Don't you love when you go on an interview, you feel really confident, you get a callback and you end up getting the job! It's like finding a $20 randomly in your jeans pocket. But....for all of you parents you once the joy has settled, you now realize the REAL-ness of getting that job is you need to factor in a lot of factors. First of all, the pay definitely needs to be discussed. No surprises here! That conversation goes a little like this... You: "So, what exactly is the salary for this position?", Manager: "Well, that's negotiable, but due to budget restraints we're not going to able to go above X dollars, but what are you willing to work with?" You: "Well, I will need enough to pay for my household bills, maintain groceries, pay for my drycleaning to have decent clothes to come in here, pay for my monthly commute to come to work, AND definitely enough to pay for someone to watch my children while I work a strenuous 8 - 10 hours a day, and possibly some spare change to do one nice thing for myself every 2 weeks! Okay, well maybe you won't say that exactly....but you'll be thinking it.
The Real Deal is hard out here for a parent! (you like where I was going with that one? lol) You really end up becoming a hustling mama/daddy in order to maintain these days. I read an article this morning in the Washington Post titled "The parenthood trap". It's that serious out here that we are reading articles about how people ALL OVER are running into the tough predicament of trying to maintain having a job and to be able to pay someone to provide quality care for their children while they work. I mean when you really break it down it almost seems like you're literally working just to pay someone so you can work! When I just said it like that it sounds very silly to me. lol But, that's life. You have to work to live and so on.
But, back to the facts....in the article it talks about how many mothers/fathers have decided to pass up working in order to raise their children. Sounds foreign to some, but this is the reality many are faced with when having children. And I know what some of you non-parents are thinking "Why have kids then?" and to you I say Touche', lol. But, no really you choose to have children for your own personal reasons, but I'm sure for many the baseline is you want someone to love and to provide for and no matter how hard it gets, you do it because you were meant to. So if you don't feel that divine reason to, then please don't choose to!
When you think about childcare....these days it's almost like thinking about a mortgage! I remember when I first began a job and I inquired with a daycare that was near my soon-to-be place of employment. I got to the part about the tuition and the nice receptionist began to so happily explain to me that for my daughter's age group at the time (1 year old) would be $1700 per month. This was not including the meal plan and some other fees tagged on! You can probably imagine the look on my face when I heard that price. I mean come on....was my 1 year old getting a full-ride to her choice of a University when she finished preschool??
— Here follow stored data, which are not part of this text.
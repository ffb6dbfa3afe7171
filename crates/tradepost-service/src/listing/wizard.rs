//! The five-step listing wizard.
//!
//! Steps run in order: Category & Title, Details, Photos, Location,
//! Review & Publish. A step can only be left forward once its required
//! fields are filled in. [`ListingDraft::finalize`] is the publish gate that
//! turns a draft into a validated [`ListingInput`].

use serde::{Deserialize, Serialize};
use uuid::Uuid;

use tradepost_core::config::MarketplaceConfig;
use tradepost_core::error::AppError;
use tradepost_core::result::AppResult;

/// A wizard step.
#[derive(Debug, Clone, Copy, PartialEq, Eq, PartialOrd, Ord, Serialize, Deserialize)]
#[serde(rename_all = "snake_case")]
pub enum WizardStep {
    CategoryTitle,
    Details,
    Photos,
    Location,
    Review,
}

impl WizardStep {
    pub const FIRST: WizardStep = WizardStep::CategoryTitle;
    pub const LAST: WizardStep = WizardStep::Review;

    /// 1-based step number.
    pub fn number(self) -> u8 {
        match self {
            Self::CategoryTitle => 1,
            Self::Details => 2,
            Self::Photos => 3,
            Self::Location => 4,
            Self::Review => 5,
        }
    }

    pub fn from_number(n: u8) -> Option<Self> {
        match n {
            1 => Some(Self::CategoryTitle),
            2 => Some(Self::Details),
            3 => Some(Self::Photos),
            4 => Some(Self::Location),
            5 => Some(Self::Review),
            _ => None,
        }
    }

    /// Heading shown for the step.
    pub fn title(self) -> &'static str {
        match self {
            Self::CategoryTitle => "Category & Title",
            Self::Details => "Details",
            Self::Photos => "Photos",
            Self::Location => "Location",
            Self::Review => "Review & Publish",
        }
    }

    pub fn next(self) -> Option<Self> {
        Self::from_number(self.number() + 1)
    }

    pub fn prev(self) -> Option<Self> {
        Self::from_number(self.number().saturating_sub(1))
    }
}

/// Field limits enforced by the wizard.
#[derive(Debug, Clone, Copy)]
pub struct WizardLimits {
    pub max_photos: usize,
    pub title_max_length: usize,
    pub description_max_length: usize,
}

impl From<&MarketplaceConfig> for WizardLimits {
    fn from(config: &MarketplaceConfig) -> Self {
        Self {
            max_photos: config.max_photos,
            title_max_length: config.title_max_length,
            description_max_length: config.description_max_length,
        }
    }
}

impl Default for WizardLimits {
    fn default() -> Self {
        Self::from(&MarketplaceConfig::default())
    }
}

/// Everything the seller has entered so far. Price is kept as typed.
#[derive(Debug, Clone, Default, Serialize, Deserialize)]
pub struct ListingDraft {
    pub category_id: Option<Uuid>,
    #[serde(default)]
    pub title: String,
    #[serde(default)]
    pub description: String,
    pub condition_id: Option<Uuid>,
    #[serde(default)]
    pub price: String,
    #[serde(default)]
    pub location: String,
    /// Number of photos attached in this session.
    #[serde(default)]
    pub photo_count: usize,
    /// Editing an existing listing; its stored photos satisfy the photo step.
    #[serde(default)]
    pub editing: bool,
}

/// A draft that passed the publish gate.
#[derive(Debug, Clone, PartialEq)]
pub struct ListingInput {
    pub category_id: Uuid,
    pub condition_id: Uuid,
    pub title: String,
    pub description: String,
    pub price: f64,
    pub location: String,
}

fn blank(s: &str) -> bool {
    s.trim().is_empty()
}

impl ListingDraft {
    /// Names of the required fields of `step` that are still empty.
    pub fn missing_fields(&self, step: WizardStep) -> Vec<&'static str> {
        let mut missing = Vec::new();
        match step {
            WizardStep::CategoryTitle => {
                if self.category_id.is_none() {
                    missing.push("category_id");
                }
                if blank(&self.title) {
                    missing.push("title");
                }
            }
            WizardStep::Details => {
                if blank(&self.description) {
                    missing.push("description");
                }
                if self.condition_id.is_none() {
                    missing.push("condition_id");
                }
                if blank(&self.price) {
                    missing.push("price");
                }
            }
            WizardStep::Photos => {
                if self.photo_count == 0 && !self.editing {
                    missing.push("photos");
                }
            }
            WizardStep::Location => {
                if blank(&self.location) {
                    missing.push("location");
                }
            }
            WizardStep::Review => {}
        }
        missing
    }

    /// Whether the seller may leave `step` forward.
    pub fn can_proceed(&self, step: WizardStep) -> bool {
        self.missing_fields(step).is_empty()
    }

    /// Check steps 1 through 4 in order and report the first incomplete one.
    pub fn check_steps(&self) -> AppResult<()> {
        let mut step = WizardStep::FIRST;
        while step < WizardStep::LAST {
            let missing = self.missing_fields(step);
            if !missing.is_empty() {
                return Err(AppError::validation(format!(
                    "Please complete step {} ({}): missing {}",
                    step.number(),
                    step.title(),
                    missing.join(", ")
                )));
            }
            step = match step.next() {
                Some(next) => next,
                None => break,
            };
        }
        Ok(())
    }

    /// Publish gate: validate the draft and produce the listing input.
    pub fn finalize(&self, limits: &WizardLimits) -> AppResult<ListingInput> {
        if blank(&self.title) || blank(&self.description) || blank(&self.price) {
            return Err(AppError::validation(
                "Please complete all steps before publishing",
            ));
        }

        let price: f64 = self
            .price
            .trim()
            .parse()
            .ok()
            .filter(|p: &f64| p.is_finite())
            .ok_or_else(|| AppError::validation("Please enter a valid numeric price"))?;
        if price < 0.0 {
            return Err(AppError::validation("Price cannot be negative"));
        }

        let title = self.title.trim();
        if title.chars().count() > limits.title_max_length {
            return Err(AppError::validation(format!(
                "Title must be at most {} characters",
                limits.title_max_length
            )));
        }
        let description = self.description.trim();
        if description.chars().count() > limits.description_max_length {
            return Err(AppError::validation(format!(
                "Description must be at most {} characters",
                limits.description_max_length
            )));
        }

        let (Some(category_id), Some(condition_id)) = (self.category_id, self.condition_id) else {
            return Err(AppError::validation(
                "Please complete all steps before publishing",
            ));
        };

        Ok(ListingInput {
            category_id,
            condition_id,
            title: title.to_string(),
            description: description.to_string(),
            price,
            location: self.location.trim().to_string(),
        })
    }
}

/// Step navigation over a draft.
#[derive(Debug, Clone)]
pub struct ListingWizard {
    step: WizardStep,
    draft: ListingDraft,
    limits: WizardLimits,
}

impl ListingWizard {
    pub fn new(draft: ListingDraft, limits: WizardLimits) -> Self {
        Self {
            step: WizardStep::FIRST,
            draft,
            limits,
        }
    }

    pub fn step(&self) -> WizardStep {
        self.step
    }

    pub fn draft(&self) -> &ListingDraft {
        &self.draft
    }

    pub fn draft_mut(&mut self) -> &mut ListingDraft {
        &mut self.draft
    }

    pub fn can_proceed(&self) -> bool {
        self.draft.can_proceed(self.step)
    }

    /// Advance when the current step is complete. Returns whether it moved.
    pub fn next(&mut self) -> bool {
        match self.step.next() {
            Some(next) if self.can_proceed() => {
                self.step = next;
                true
            }
            _ => false,
        }
    }

    /// Go back one step. Returns whether it moved.
    pub fn prev(&mut self) -> bool {
        match self.step.prev() {
            Some(prev) => {
                self.step = prev;
                true
            }
            None => false,
        }
    }

    /// Attach photos up to the limit; returns how many were accepted.
    pub fn attach_photos(&mut self, count: usize) -> usize {
        let room = self.limits.max_photos.saturating_sub(self.draft.photo_count);
        let accepted = count.min(room);
        self.draft.photo_count += accepted;
        accepted
    }

    /// Run the publish gate on the current draft.
    pub fn finalize(&self) -> AppResult<ListingInput> {
        self.draft.finalize(&self.limits)
    }
}

#[cfg(test)]
mod tests {
    use super::*;

    fn complete_draft() -> ListingDraft {
        ListingDraft {
            category_id: Some(Uuid::new_v4()),
            title: "CNC lathe".to_string(),
            description: "Two-axis lathe, serviced 2023".to_string(),
            condition_id: Some(Uuid::new_v4()),
            price: "12500".to_string(),
            location: "Lyon, France".to_string(),
            photo_count: 2,
            editing: false,
        }
    }

    #[test]
    fn test_next_blocked_until_step_fields_filled() {
        let mut wizard = ListingWizard::new(ListingDraft::default(), WizardLimits::default());
        assert!(!wizard.next());
        assert_eq!(wizard.step(), WizardStep::CategoryTitle);

        wizard.draft_mut().title = "Forklift".to_string();
        assert!(!wizard.next());

        wizard.draft_mut().category_id = Some(Uuid::new_v4());
        assert!(wizard.next());
        assert_eq!(wizard.step(), WizardStep::Details);

        wizard.draft_mut().description = "Electric, 2t".to_string();
        wizard.draft_mut().condition_id = Some(Uuid::new_v4());
        assert!(!wizard.next(), "price still empty");
        wizard.draft_mut().price = "8000".to_string();
        assert!(wizard.next());

        assert_eq!(wizard.step(), WizardStep::Photos);
        assert!(!wizard.next());
        assert_eq!(wizard.attach_photos(1), 1);
        assert!(wizard.next());

        assert!(!wizard.next(), "location still empty");
        wizard.draft_mut().location = "Ghent".to_string();
        assert!(wizard.next());
        assert_eq!(wizard.step(), WizardStep::Review);
        assert!(wizard.can_proceed());
        assert!(!wizard.next(), "no step after review");
    }

    #[test]
    fn test_whitespace_does_not_count() {
        let draft = ListingDraft {
            category_id: Some(Uuid::new_v4()),
            title: "   ".to_string(),
            ..ListingDraft::default()
        };
        assert_eq!(draft.missing_fields(WizardStep::CategoryTitle), vec!["title"]);
    }

    #[test]
    fn test_editing_skips_photo_requirement() {
        let draft = ListingDraft {
            editing: true,
            ..ListingDraft::default()
        };
        assert!(draft.can_proceed(WizardStep::Photos));
        assert!(draft.can_proceed(WizardStep::Review));
    }

    #[test]
    fn test_prev_stops_at_first_step() {
        let mut wizard = ListingWizard::new(complete_draft(), WizardLimits::default());
        assert!(!wizard.prev());
        assert!(wizard.next());
        assert!(wizard.prev());
        assert_eq!(wizard.step(), WizardStep::CategoryTitle);
    }

    #[test]
    fn test_photos_beyond_limit_are_dropped() {
        let mut wizard = ListingWizard::new(ListingDraft::default(), WizardLimits::default());
        assert_eq!(wizard.attach_photos(5), 5);
        assert_eq!(wizard.attach_photos(5), 3);
        assert_eq!(wizard.draft().photo_count, 8);
    }

    #[test]
    fn test_finalize_requires_fields() {
        let draft = ListingDraft {
            price: String::new(),
            ..complete_draft()
        };
        let err = draft.finalize(&WizardLimits::default()).unwrap_err();
        assert_eq!(err.message, "Please complete all steps before publishing");
    }

    #[test]
    fn test_finalize_rejects_non_numeric_price() {
        let draft = ListingDraft {
            price: "about 100".to_string(),
            ..complete_draft()
        };
        let err = draft.finalize(&WizardLimits::default()).unwrap_err();
        assert_eq!(err.message, "Please enter a valid numeric price");
    }

    #[test]
    fn test_finalize_trims_and_parses() {
        let draft = ListingDraft {
            title: "  CNC lathe ".to_string(),
            price: " 12500.50 ".to_string(),
            ..complete_draft()
        };
        let input = draft.finalize(&WizardLimits::default()).unwrap();
        assert_eq!(input.title, "CNC lathe");
        assert_eq!(input.price, 12500.5);
    }

    #[test]
    fn test_finalize_enforces_title_limit() {
        let draft = ListingDraft {
            title: "x".repeat(101),
            ..complete_draft()
        };
        assert!(draft.finalize(&WizardLimits::default()).is_err());
    }

    #[test]
    fn test_finalize_follows_configured_title_limit() {
        let draft = ListingDraft {
            title: "x".repeat(120),
            ..complete_draft()
        };
        let limits = WizardLimits {
            title_max_length: 150,
            ..WizardLimits::default()
        };
        assert_eq!(draft.finalize(&limits).unwrap().title.len(), 120);
    }

    #[test]
    fn test_check_steps_reports_first_gap() {
        let draft = ListingDraft {
            location: String::new(),
            ..complete_draft()
        };
        let err = draft.check_steps().unwrap_err();
        assert!(err.message.starts_with("Please complete step 4 (Location)"));
        assert!(complete_draft().check_steps().is_ok());
    }
}
//! Shaping stored messages into inbox rows.

use chrono::{DateTime, Utc};
use serde::{Deserialize, Serialize};
use uuid::Uuid;

use tradepost_entity::message::MessageDetail;

/// One row of a user's inbox, seen from that user's side.
#[derive(Debug, Clone, Serialize, Deserialize)]
pub struct InboxMessage {
    pub id: Uuid,
    pub listing_id: Uuid,
    pub listing_title: String,
    pub subject: String,
    pub content: String,
    /// Shortened content for list views.
    pub preview: String,
    pub sender_id: Uuid,
    pub sender_name: String,
    pub recipient_id: Uuid,
    pub recipient_name: String,
    /// The viewer is the recipient.
    pub is_received: bool,
    /// Received and not yet opened.
    pub unread: bool,
    pub read_at: Option<DateTime<Utc>>,
    pub created_at: DateTime<Utc>,
}

/// Shorten `content` to `max_chars` characters, marking the cut with `...`.
pub fn preview(content: &str, max_chars: usize) -> String {
    if content.chars().count() <= max_chars {
        return content.to_string();
    }
    let cut: String = content.chars().take(max_chars).collect();
    format!("{cut}...")
}

/// Name shown for one side of a conversation.
pub fn participant_name(
    participant_id: Uuid,
    viewer_id: Uuid,
    company_name: Option<&str>,
    first_name: Option<&str>,
) -> String {
    if participant_id == viewer_id {
        return "You".to_string();
    }
    company_name
        .filter(|c| !c.trim().is_empty())
        .or(first_name.filter(|f| !f.trim().is_empty()))
        .unwrap_or("Unknown")
        .to_string()
}

/// Turn joined message rows into inbox rows for `viewer_id`.
pub fn build_inbox(
    rows: Vec<MessageDetail>,
    viewer_id: Uuid,
    preview_length: usize,
) -> Vec<InboxMessage> {
    rows.into_iter()
        .map(|row| {
            let m = row.message;
            let is_received = m.recipient_id == viewer_id;
            InboxMessage {
                sender_name: participant_name(
                    m.sender_id,
                    viewer_id,
                    row.sender_company_name.as_deref(),
                    row.sender_first_name.as_deref(),
                ),
                recipient_name: participant_name(
                    m.recipient_id,
                    viewer_id,
                    row.recipient_company_name.as_deref(),
                    row.recipient_first_name.as_deref(),
                ),
                listing_title: row
                    .listing_title
                    .unwrap_or_else(|| "Unknown Listing".to_string()),
                preview: preview(&m.content, preview_length),
                unread: is_received && m.read_at.is_none(),
                is_received,
                id: m.id,
                listing_id: m.listing_id,
                subject: m.subject,
                content: m.content,
                sender_id: m.sender_id,
                recipient_id: m.recipient_id,
                read_at: m.read_at,
                created_at: m.created_at,
            }
        })
        .collect()
}

#[cfg(test)]
mod tests {
    use super::*;
    use tradepost_entity::message::Message;

    fn row(sender: Uuid, recipient: Uuid, content: &str, read: bool) -> MessageDetail {
        MessageDetail {
            message: Message {
                id: Uuid::new_v4(),
                sender_id: sender,
                recipient_id: recipient,
                listing_id: Uuid::new_v4(),
                subject: "Interest in: Forklift".to_string(),
                content: content.to_string(),
                read_at: read.then(Utc::now),
                created_at: Utc::now(),
            },
            listing_title: Some("Forklift".to_string()),
            sender_first_name: Some("Ana".to_string()),
            sender_company_name: Some("Ana Trading".to_string()),
            recipient_first_name: Some("Bo".to_string()),
            recipient_company_name: None,
        }
    }

    #[test]
    fn test_preview_truncates_long_content() {
        let long = "x".repeat(150);
        let p = preview(&long, 100);
        assert_eq!(p.chars().count(), 103);
        assert!(p.ends_with("..."));
        assert_eq!(preview("short", 100), "short");
    }

    #[test]
    fn test_preview_counts_characters_not_bytes() {
        let text = "é".repeat(5);
        assert_eq!(preview(&text, 5), text);
        assert_eq!(preview(&text, 3), "ééé...");
    }

    #[test]
    fn test_participant_name_fallbacks() {
        let me = Uuid::new_v4();
        let other = Uuid::new_v4();
        assert_eq!(participant_name(me, me, Some("Acme"), Some("Al")), "You");
        assert_eq!(participant_name(other, me, Some("Acme"), Some("Al")), "Acme");
        assert_eq!(participant_name(other, me, Some(" "), Some("Al")), "Al");
        assert_eq!(participant_name(other, me, None, None), "Unknown");
    }

    #[test]
    fn test_build_inbox_from_recipient_side() {
        let seller = Uuid::new_v4();
        let buyer = Uuid::new_v4();
        let inbox = build_inbox(vec![row(buyer, seller, "Is it still available?", false)], seller, 100);

        assert_eq!(inbox.len(), 1);
        let msg = &inbox[0];
        assert!(msg.is_received);
        assert!(msg.unread);
        assert_eq!(msg.sender_name, "Ana Trading");
        assert_eq!(msg.recipient_name, "You");
        assert_eq!(msg.listing_title, "Forklift");
    }

    #[test]
    fn test_sent_messages_are_never_unread() {
        let seller = Uuid::new_v4();
        let buyer = Uuid::new_v4();
        let inbox = build_inbox(vec![row(buyer, seller, "Hello", false)], buyer, 100);

        assert!(!inbox[0].is_received);
        assert!(!inbox[0].unread);
        assert_eq!(inbox[0].sender_name, "You");
        assert_eq!(inbox[0].recipient_name, "Bo");
    }

    #[test]
    fn test_missing_listing_title() {
        let mut detail = row(Uuid::new_v4(), Uuid::new_v4(), "Hi", true);
        detail.listing_title = None;
        let inbox = build_inbox(vec![detail], Uuid::new_v4(), 100);
        assert_eq!(inbox[0].listing_title, "Unknown Listing");
    }
}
There are lot of people paying these type of prices. And yes, childcare CAN be that expensive. In the article it shared results from a Census Bureau survey that the annual cost for infant care in Louisiana is about $5,600 and in Washington, DC it's about $22,000. A big difference right?! I guess metropolitan areas are lot steeper when it comes to the cost of living.
I know for me there was a time when I thought I'd be one of those stay-at-home moms or at least a working-from-home mom! Especially when I had a 9 year old, 6 month old and 1 more on the way. There was no way I could imagine paying before/aftercare costs for my school-aged child and infant childcare prices for 2 babies! Lawd, help me! I mean, I literally almost died when I did the calculations. So it was a "real life" debate for us to consider what's the best way to go. Unfortunately, we lost our littlest one at 5 months pregnant. After, that happened, we still talked it out to figure out what would be best for our family overall and things worked out the way they were meant.
So the dilemma here for us all is what can you do? Should one of you quit and stay home to care for the kids and help save on the childcare costs? Should you find inexpensive, less quality care? Or should you continue in the struggle with all other working parents out here and make the best out of it?